▸ EXERCISE DESCRIPTION:
Each line below that holds the word "ConversationState" counts once. Say how many such lines there are, and no more.

╔══

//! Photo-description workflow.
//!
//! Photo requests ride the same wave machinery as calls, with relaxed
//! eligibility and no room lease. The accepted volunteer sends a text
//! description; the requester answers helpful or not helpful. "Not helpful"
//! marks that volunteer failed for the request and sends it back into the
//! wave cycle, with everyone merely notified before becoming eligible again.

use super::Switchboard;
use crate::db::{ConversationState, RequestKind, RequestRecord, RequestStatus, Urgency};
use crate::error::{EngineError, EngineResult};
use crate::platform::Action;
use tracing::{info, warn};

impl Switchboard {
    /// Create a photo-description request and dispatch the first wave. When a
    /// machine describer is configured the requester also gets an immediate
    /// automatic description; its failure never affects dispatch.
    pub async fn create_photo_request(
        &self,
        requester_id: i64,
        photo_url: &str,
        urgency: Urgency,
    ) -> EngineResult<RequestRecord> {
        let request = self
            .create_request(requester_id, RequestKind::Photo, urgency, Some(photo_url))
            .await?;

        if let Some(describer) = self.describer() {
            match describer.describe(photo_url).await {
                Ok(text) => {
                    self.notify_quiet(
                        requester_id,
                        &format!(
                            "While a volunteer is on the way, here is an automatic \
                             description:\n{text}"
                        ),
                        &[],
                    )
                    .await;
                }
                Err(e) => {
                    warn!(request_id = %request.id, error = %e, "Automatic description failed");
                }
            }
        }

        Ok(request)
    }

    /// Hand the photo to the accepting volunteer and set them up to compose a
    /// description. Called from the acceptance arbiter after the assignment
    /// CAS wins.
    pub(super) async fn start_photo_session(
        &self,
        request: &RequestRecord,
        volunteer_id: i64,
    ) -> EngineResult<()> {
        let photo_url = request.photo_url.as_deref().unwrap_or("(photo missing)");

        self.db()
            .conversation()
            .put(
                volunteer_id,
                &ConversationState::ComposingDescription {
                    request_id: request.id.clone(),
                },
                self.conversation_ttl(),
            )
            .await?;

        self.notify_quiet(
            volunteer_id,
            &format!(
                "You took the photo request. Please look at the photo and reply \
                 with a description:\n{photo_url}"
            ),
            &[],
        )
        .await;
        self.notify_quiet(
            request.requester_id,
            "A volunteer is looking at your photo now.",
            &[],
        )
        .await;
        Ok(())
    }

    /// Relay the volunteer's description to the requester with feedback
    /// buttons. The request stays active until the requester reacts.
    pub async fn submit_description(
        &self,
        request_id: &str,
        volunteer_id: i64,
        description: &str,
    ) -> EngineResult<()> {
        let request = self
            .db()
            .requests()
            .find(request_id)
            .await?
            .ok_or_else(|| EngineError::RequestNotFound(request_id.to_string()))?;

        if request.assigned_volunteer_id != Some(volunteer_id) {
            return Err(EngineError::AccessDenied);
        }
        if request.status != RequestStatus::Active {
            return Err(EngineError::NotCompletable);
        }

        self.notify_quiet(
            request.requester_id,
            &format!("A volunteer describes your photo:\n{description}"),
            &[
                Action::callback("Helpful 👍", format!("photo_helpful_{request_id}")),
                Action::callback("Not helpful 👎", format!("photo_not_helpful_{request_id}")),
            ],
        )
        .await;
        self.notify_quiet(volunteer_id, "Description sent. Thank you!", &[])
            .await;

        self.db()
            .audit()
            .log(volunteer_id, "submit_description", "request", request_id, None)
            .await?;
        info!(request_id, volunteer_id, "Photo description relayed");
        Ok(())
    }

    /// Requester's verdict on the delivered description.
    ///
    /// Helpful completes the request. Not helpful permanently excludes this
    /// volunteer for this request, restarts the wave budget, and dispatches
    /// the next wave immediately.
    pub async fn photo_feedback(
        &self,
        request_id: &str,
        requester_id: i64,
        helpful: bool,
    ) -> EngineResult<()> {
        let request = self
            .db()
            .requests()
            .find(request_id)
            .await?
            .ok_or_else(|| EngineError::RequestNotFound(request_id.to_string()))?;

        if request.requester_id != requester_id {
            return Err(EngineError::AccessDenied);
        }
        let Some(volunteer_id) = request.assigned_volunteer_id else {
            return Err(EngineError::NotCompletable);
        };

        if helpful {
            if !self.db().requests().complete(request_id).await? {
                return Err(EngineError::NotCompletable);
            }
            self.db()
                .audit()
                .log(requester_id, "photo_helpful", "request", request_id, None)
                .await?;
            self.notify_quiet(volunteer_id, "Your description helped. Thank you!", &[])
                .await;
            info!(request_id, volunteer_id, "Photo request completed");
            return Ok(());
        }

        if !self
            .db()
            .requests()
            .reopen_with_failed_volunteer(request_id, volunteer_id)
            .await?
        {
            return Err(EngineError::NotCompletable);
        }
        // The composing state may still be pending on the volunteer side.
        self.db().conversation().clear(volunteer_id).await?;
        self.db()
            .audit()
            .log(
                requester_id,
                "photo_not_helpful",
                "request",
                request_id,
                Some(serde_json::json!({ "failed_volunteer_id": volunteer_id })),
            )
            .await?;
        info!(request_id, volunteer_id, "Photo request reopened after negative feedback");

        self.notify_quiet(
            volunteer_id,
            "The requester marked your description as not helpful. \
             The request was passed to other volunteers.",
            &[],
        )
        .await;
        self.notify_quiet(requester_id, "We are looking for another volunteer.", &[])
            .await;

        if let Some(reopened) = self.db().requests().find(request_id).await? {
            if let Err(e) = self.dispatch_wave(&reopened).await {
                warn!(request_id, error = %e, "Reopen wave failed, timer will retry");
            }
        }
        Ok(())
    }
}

╚══

▸ RESULT OF THIS EXERCISE:
2